Bipolar Disorders

Clinical Course and Outcome

Joseph F. Goldberg, Martin Harrow

book

Published: 1999

Pages: 315

Biopolar disorder has served as a principal point of focus for modern psychiatric research since the advent of the psychopharmacological revolution. Yet, the disparity between optimal and typical care for biopolar disorder is perhaps nowhere larger, and its human and economic impact nowhere greater.

An important and much-needed resource, Bipolar Disorders: Clinical Course and Outcome relates empirical data on outcome with practical information on the prognosis, course, and potential complications of bipolar disorders in the modern era.

Pulling together current knowledge on bipolar disorders from leading investigators in the field, Bipolar Disorders provides a concise, up-to-date summary of affective relapse, comorbid psychopathology, functional disability, and psychosocial outcome in contemporary bipolar disorders.
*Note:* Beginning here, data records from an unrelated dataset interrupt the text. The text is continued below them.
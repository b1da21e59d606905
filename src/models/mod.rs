use chrono::{DateTime, SecondsFormat, Utc};
use serde::{Deserialize, Serialize};
use serde_json::{Map, Value};

pub const DEFAULT_CURRENCY: &str = "USD";
pub const DEFAULT_ADULTS: u32 = 1;
pub const DEFAULT_MAX_RESULTS: u32 = 250;

/// A single flight-offers search, built once from the command line
#[derive(Debug, Clone, Serialize, Deserialize, PartialEq)]
#[serde(rename_all = "camelCase")]
pub struct SearchRequest {
    /// IATA code of the departure location
    pub origin: String,
    /// IATA code of the arrival location
    pub destination: String,
    pub departure_date: String,
    pub return_date: Option<String>,
    /// Upper bound on price, passed through as given
    pub max_price: Option<String>,
    pub currency: String,
    pub non_stop: bool,
    pub adults: u32,
    /// Cap on the number of offers the API returns
    pub max: u32,
}

impl SearchRequest {
    /// One-way search with every optional field at its default
    pub fn one_way(origin: &str, destination: &str, departure_date: &str) -> Self {
        Self {
            origin: origin.to_string(),
            destination: destination.to_string(),
            departure_date: departure_date.to_string(),
            return_date: None,
            max_price: None,
            currency: DEFAULT_CURRENCY.to_string(),
            non_stop: false,
            adults: DEFAULT_ADULTS,
            max: DEFAULT_MAX_RESULTS,
        }
    }
}

/// Price block of an offer
#[derive(Debug, Clone, Default, Serialize, Deserialize, PartialEq)]
#[serde(rename_all = "camelCase")]
pub struct Price {
    /// All-inclusive total as a decimal string
    #[serde(default, deserialize_with = "decimal_text::deserialize")]
    pub grand_total: String,
    #[serde(default)]
    pub currency: String,
    #[serde(flatten)]
    pub extra: Map<String, Value>,
}

impl Price {
    /// Grand total as a number, `None` when it is not a finite decimal
    pub fn amount(&self) -> Option<f64> {
        self.grand_total
            .trim()
            .parse::<f64>()
            .ok()
            .filter(|value| !value.is_nan())
    }
}

/// Departure or arrival point of a segment
#[derive(Debug, Clone, Default, Serialize, Deserialize, PartialEq)]
#[serde(rename_all = "camelCase")]
pub struct SegmentEndpoint {
    #[serde(default)]
    pub iata_code: String,
    /// Local date-time, e.g. `2024-06-01T08:15:00`
    #[serde(default)]
    pub at: String,
    #[serde(flatten)]
    pub extra: Map<String, Value>,
}

/// One non-stop leg
#[derive(Debug, Clone, Serialize, Deserialize, PartialEq)]
pub struct Segment {
    #[serde(default)]
    pub departure: SegmentEndpoint,
    #[serde(default)]
    pub arrival: SegmentEndpoint,
    #[serde(flatten)]
    pub extra: Map<String, Value>,
}

/// One direction of travel
#[derive(Debug, Clone, Serialize, Deserialize, PartialEq)]
pub struct Itinerary {
    #[serde(default, skip_serializing_if = "Option::is_none")]
    pub duration: Option<String>,
    #[serde(default)]
    pub segments: Vec<Segment>,
    #[serde(flatten)]
    pub extra: Map<String, Value>,
}

/// Priced flight option returned by the search API.
///
/// Fields the pipeline does not look at are kept in `extra` so the
/// persisted file carries the offer exactly as received.
#[derive(Debug, Clone, Serialize, Deserialize, PartialEq)]
pub struct Offer {
    #[serde(default)]
    pub price: Price,
    #[serde(default)]
    pub itineraries: Vec<Itinerary>,
    #[serde(flatten)]
    pub extra: Map<String, Value>,
}

/// Document written to the results directory
#[derive(Debug, Clone, Serialize, Deserialize)]
#[serde(rename_all = "camelCase")]
pub struct PersistedResult {
    pub search_params: SearchRequest,
    pub flights: Vec<Offer>,
    #[serde(with = "iso_millis")]
    pub timestamp: DateTime<Utc>,
}

/// ISO-8601 UTC with millisecond precision and a `Z` suffix
pub fn iso_timestamp(instant: &DateTime<Utc>) -> String {
    instant.to_rfc3339_opts(SecondsFormat::Millis, true)
}

/// Accepts a price written either as a JSON string or a JSON number
mod decimal_text {
    use serde::{Deserialize, Deserializer};
    use serde_json::Value;

    pub fn deserialize<'de, D: Deserializer<'de>>(deserializer: D) -> Result<String, D::Error> {
        Ok(match Value::deserialize(deserializer)? {
            Value::String(text) => text,
            Value::Number(number) => number.to_string(),
            Value::Null => String::new(),
            other => other.to_string(),
        })
    }
}

mod iso_millis {
    use chrono::{DateTime, Utc};
    use serde::{Deserialize, Deserializer, Serializer};

    pub fn serialize<S: Serializer>(instant: &DateTime<Utc>, serializer: S) -> Result<S::Ok, S::Error> {
        serializer.serialize_str(&super::iso_timestamp(instant))
    }

    pub fn deserialize<'de, D: Deserializer<'de>>(deserializer: D) -> Result<DateTime<Utc>, D::Error> {
        let raw = String::deserialize(deserializer)?;
        DateTime::parse_from_rfc3339(&raw)
            .map(|instant| instant.with_timezone(&Utc))
            .map_err(serde::de::Error::custom)
    }
}
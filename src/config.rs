use std::env;
use std::path::PathBuf;

use anyhow::{Context, Result};

pub const API_KEY_VAR: &str = "AMADEUS_API_KEY";
pub const API_SECRET_VAR: &str = "AMADEUS_API_SECRET";
pub const HOSTNAME_VAR: &str = "AMADEUS_HOSTNAME";
pub const RESULTS_DIR_VAR: &str = "FLIGHT_SCOUT_RESULTS_DIR";

const RESULTS_DIR_NAME: &str = "results";

/// Amadeus environment the client talks to
#[derive(Debug, Clone, Copy, PartialEq, Eq, Default)]
pub enum ApiHost {
    #[default]
    Test,
    Production,
}

impl ApiHost {
    /// `production` selects the live API, anything else the test API
    pub fn from_name(name: &str) -> Self {
        if name.trim().eq_ignore_ascii_case("production") {
            Self::Production
        } else {
            Self::Test
        }
    }

    pub fn base_url(&self) -> &'static str {
        match self {
            Self::Test => "https://test.api.amadeus.com",
            Self::Production => "https://api.amadeus.com",
        }
    }
}

/// Client credentials; either may be missing until the first API call
#[derive(Debug, Clone, Default)]
pub struct Credentials {
    pub client_id: Option<String>,
    pub client_secret: Option<String>,
}

/// Runtime settings gathered from the environment
#[derive(Debug, Clone)]
pub struct Settings {
    pub credentials: Credentials,
    pub host: ApiHost,
    pub results_dir: PathBuf,
}

impl Settings {
    /// Load `.env` if present, then read the process environment
    pub fn from_env() -> Result<Self> {
        dotenvy::dotenv().ok();

        let results_dir = match non_empty_var(RESULTS_DIR_VAR) {
            Some(dir) => PathBuf::from(dir),
            None => default_results_dir()?,
        };

        Ok(Self {
            credentials: Credentials {
                client_id: non_empty_var(API_KEY_VAR),
                client_secret: non_empty_var(API_SECRET_VAR),
            },
            host: non_empty_var(HOSTNAME_VAR)
                .map(|name| ApiHost::from_name(&name))
                .unwrap_or_default(),
            results_dir,
        })
    }
}

/// `results/` next to the running executable
fn default_results_dir() -> Result<PathBuf> {
    let exe = env::current_exe().context("Failed to locate the running executable")?;
    let dir = exe
        .parent()
        .map(|parent| parent.join(RESULTS_DIR_NAME))
        .unwrap_or_else(|| PathBuf::from(RESULTS_DIR_NAME));
    Ok(dir)
}

fn non_empty_var(name: &str) -> Option<String> {
    env::var(name).ok().filter(|value| !value.trim().is_empty())
}
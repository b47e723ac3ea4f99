use crate::Result;
use std::path::{Path, PathBuf};
use tempfile::TempDir;
use tracing::{debug, warn};

/// A video downloaded for a single request.
///
/// The file lives in a private working directory that is removed when the
/// asset is released or dropped.
#[derive(Debug)]
pub struct VideoAsset {
    source_url: String,
    path: PathBuf,
    mime_type: String,
    size_bytes: u64,
    workdir: Option<TempDir>,
}

impl VideoAsset {
    pub fn new(
        source_url: impl Into<String>,
        path: PathBuf,
        size_bytes: u64,
        workdir: TempDir,
    ) -> Self {
        let mime_type = mime_guess::from_path(&path)
            .first()
            .filter(|mime| mime.type_() == mime_guess::mime::VIDEO)
            .map(|mime| mime.essence_str().to_string())
            .unwrap_or_else(|| "video/mp4".to_string());

        Self {
            source_url: source_url.into(),
            path,
            mime_type,
            size_bytes,
            workdir: Some(workdir),
        }
    }

    pub fn source_url(&self) -> &str {
        &self.source_url
    }

    pub fn path(&self) -> &Path {
        &self.path
    }

    pub fn file_name(&self) -> String {
        self.path
            .file_name()
            .map(|name| name.to_string_lossy().into_owned())
            .unwrap_or_else(|| "video".to_string())
    }

    pub fn mime_type(&self) -> &str {
        &self.mime_type
    }

    pub fn size_bytes(&self) -> u64 {
        self.size_bytes
    }

    /// Removes the downloaded file and its working directory.
    pub fn release(mut self) -> Result<()> {
        if let Some(workdir) = self.workdir.take() {
            workdir.close()?;
            debug!("Released downloaded video: {}", self.path.display());
        }
        Ok(())
    }
}

impl Drop for VideoAsset {
    fn drop(&mut self) {
        if let Some(workdir) = self.workdir.take() {
            if let Err(e) = workdir.close() {
                warn!("Failed to remove downloaded video {}: {}", self.path.display(), e);
            }
        }
    }
}
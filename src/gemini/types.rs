use serde::{Deserialize, Serialize};

/// Processing state of a file uploaded through the Files API.
#[derive(Debug, Clone, Copy, PartialEq, Eq, Default, Serialize, Deserialize)]
#[serde(rename_all = "SCREAMING_SNAKE_CASE")]
pub enum FileState {
    #[default]
    StateUnspecified,
    Processing,
    Active,
    Failed,
}

#[derive(Debug, Clone, Serialize, Deserialize)]
#[serde(rename_all = "camelCase")]
pub struct UploadedFile {
    /// Resource name, e.g. `files/abc123`.
    pub name: String,
    #[serde(default)]
    pub uri: String,
    #[serde(default)]
    pub mime_type: Option<String>,
    #[serde(default)]
    pub state: FileState,
    #[serde(default)]
    pub error: Option<Status>,
}

#[derive(Debug, Clone, Default, Serialize, Deserialize)]
pub struct Status {
    #[serde(default)]
    pub code: Option<i32>,
    #[serde(default)]
    pub message: Option<String>,
}

#[derive(Debug, Deserialize)]
pub(crate) struct UploadResponse {
    pub file: UploadedFile,
}

#[derive(Debug, Serialize)]
pub(crate) struct UploadMetadata<'a> {
    pub file: UploadMetadataFile<'a>,
}

#[derive(Debug, Serialize)]
pub(crate) struct UploadMetadataFile<'a> {
    pub display_name: &'a str,
}

#[derive(Debug, Serialize)]
pub struct GenerateContentRequest {
    pub contents: Vec<Content>,
}

#[derive(Debug, Clone, Default, Serialize, Deserialize)]
pub struct Content {
    #[serde(default, skip_serializing_if = "Option::is_none")]
    pub role: Option<String>,
    #[serde(default)]
    pub parts: Vec<Part>,
}

#[derive(Debug, Clone, Default, Serialize, Deserialize)]
pub struct Part {
    #[serde(default, skip_serializing_if = "Option::is_none")]
    pub text: Option<String>,
    #[serde(default, skip_serializing_if = "Option::is_none")]
    pub file_data: Option<FileData>,
}

#[derive(Debug, Clone, Serialize, Deserialize)]
pub struct FileData {
    pub mime_type: String,
    pub file_uri: String,
}

/// One chunk of a `streamGenerateContent` response.
#[derive(Debug, Clone, Default, Deserialize)]
#[serde(rename_all = "camelCase")]
pub struct GenerateContentResponse {
    #[serde(default)]
    pub candidates: Vec<Candidate>,
    #[serde(default)]
    pub prompt_feedback: Option<PromptFeedback>,
    /// Set when the service aborts the stream after it has started.
    #[serde(default)]
    pub error: Option<Status>,
}

#[derive(Debug, Clone, Default, Deserialize)]
#[serde(rename_all = "camelCase")]
pub struct Candidate {
    #[serde(default)]
    pub content: Option<Content>,
}

#[derive(Debug, Clone, Default, Deserialize)]
#[serde(rename_all = "camelCase")]
pub struct PromptFeedback {
    #[serde(default)]
    pub block_reason: Option<String>,
}

#[derive(Debug, Deserialize)]
pub(crate) struct ApiErrorBody {
    pub error: Status,
}

impl GenerateContentRequest {
    /// Question first, then the uploaded video.
    pub fn for_video(question: &str, file: &UploadedFile, mime_type: &str) -> Self {
        Self {
            contents: vec![Content {
                role: Some("user".to_string()),
                parts: vec![
                    Part {
                        text: Some(question.to_string()),
                        file_data: None,
                    },
                    Part {
                        text: None,
                        file_data: Some(FileData {
                            mime_type: file
                                .mime_type
                                .clone()
                                .unwrap_or_else(|| mime_type.to_string()),
                            file_uri: file.uri.clone(),
                        }),
                    },
                ],
            }],
        }
    }
}

impl GenerateContentResponse {
    /// Concatenated text of the first candidate's parts.
    pub fn text(&self) -> String {
        self.candidates
            .first()
            .and_then(|candidate| candidate.content.as_ref())
            .map(|content| {
                content
                    .parts
                    .iter()
                    .filter_map(|part| part.text.as_deref())
                    .collect()
            })
            .unwrap_or_default()
    }

    pub fn block_reason(&self) -> Option<&str> {
        self.prompt_feedback
            .as_ref()
            .and_then(|feedback| feedback.block_reason.as_deref())
    }
}
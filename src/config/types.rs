use serde::{Deserialize, Serialize};
use std::path::PathBuf;

#[derive(Debug, Clone, Default, Serialize, Deserialize)]
pub struct Config {
    #[serde(default)]
    pub server: ServerConfig,
    #[serde(default)]
    pub gemini: GeminiConfig,
    #[serde(default)]
    pub video: VideoConfig,
}

#[derive(Debug, Clone, Serialize, Deserialize)]
pub struct ServerConfig {
    #[serde(default = "default_host")]
    pub host: String,
    #[serde(default = "default_port")]
    pub port: u16,
    #[serde(default)]
    pub logs: LogsConfig,
}

#[derive(Debug, Clone, Serialize, Deserialize)]
pub struct LogsConfig {
    #[serde(default = "default_log_level")]
    pub level: String,
}

#[derive(Debug, Clone, Serialize, Deserialize)]
pub struct GeminiConfig {
    #[serde(default)]
    pub api_key: String,
    #[serde(default = "default_base_url")]
    pub base_url: String,
    #[serde(default = "default_model")]
    pub model: String,
    #[serde(default = "default_poll_interval_secs")]
    pub poll_interval_secs: u64,
    #[serde(default = "default_activation_timeout_secs")]
    pub activation_timeout_secs: u64,
    #[serde(default = "default_generation_timeout_secs")]
    pub generation_timeout_secs: u64,
}

#[derive(Debug, Clone, Serialize, Deserialize)]
pub struct VideoConfig {
    #[serde(default = "default_yt_dlp_path")]
    pub yt_dlp_path: String,
    /// Passed to yt-dlp ahead of the generated arguments (cookies, proxies, ...).
    #[serde(default)]
    pub extra_args: Vec<String>,
    #[serde(default = "default_download_dir")]
    pub download_dir: PathBuf,
    #[serde(default = "default_download_timeout_secs")]
    pub download_timeout_secs: u64,
}

impl Default for ServerConfig {
    fn default() -> Self {
        Self {
            host: default_host(),
            port: default_port(),
            logs: LogsConfig::default(),
        }
    }
}

impl Default for LogsConfig {
    fn default() -> Self {
        Self {
            level: default_log_level(),
        }
    }
}

impl Default for GeminiConfig {
    fn default() -> Self {
        Self {
            api_key: String::new(),
            base_url: default_base_url(),
            model: default_model(),
            poll_interval_secs: default_poll_interval_secs(),
            activation_timeout_secs: default_activation_timeout_secs(),
            generation_timeout_secs: default_generation_timeout_secs(),
        }
    }
}

impl Default for VideoConfig {
    fn default() -> Self {
        Self {
            yt_dlp_path: default_yt_dlp_path(),
            extra_args: Vec::new(),
            download_dir: default_download_dir(),
            download_timeout_secs: default_download_timeout_secs(),
        }
    }
}

fn default_host() -> String {
    "0.0.0.0".to_string()
}

fn default_port() -> u16 {
    8501
}

fn default_log_level() -> String {
    "info".to_string()
}

fn default_base_url() -> String {
    "https://generativelanguage.googleapis.com".to_string()
}

fn default_model() -> String {
    "gemini-2.0-flash".to_string()
}

fn default_poll_interval_secs() -> u64 {
    1
}

fn default_activation_timeout_secs() -> u64 {
    300
}

fn default_generation_timeout_secs() -> u64 {
    120
}

fn default_yt_dlp_path() -> String {
    "yt-dlp".to_string()
}

fn default_download_dir() -> PathBuf {
    PathBuf::from("./videos")
}

fn default_download_timeout_secs() -> u64 {
    600
}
Important issues regarding pharmacoeconomics and the burden of disease are presented in conjunction with a discussion of mania through the life cycle and a summary of clinical and treatment implications.

In addition, this timely resource covers the effect of lithium and anticonvulsants on outcome during controlled and naturalistic treatment; manic outcome in relation to specific comorbidities or subtypes of illness for mixed mania, alcoholism or other substance abuse, rapid-cycling bipolar disorders, hypomania, and comorbid anxiety disorders; individual psychotherapy and family psychoeducation; and the role of public sector psychiatry and community-based treatment programs for chronic bipolar illness.

As part of the Clinical Practice Series of the American Psychiatric Press, this book integrates current clinical research findings with practical clinical applications, providing a broad overview of course and outcome for bipolar patients treated under typical treatment conditions. Aimed at both clinicians and investigators, this book consciously relates naturalistic follow-up studies in mania to the routine clinical management of bipolar disorders over time.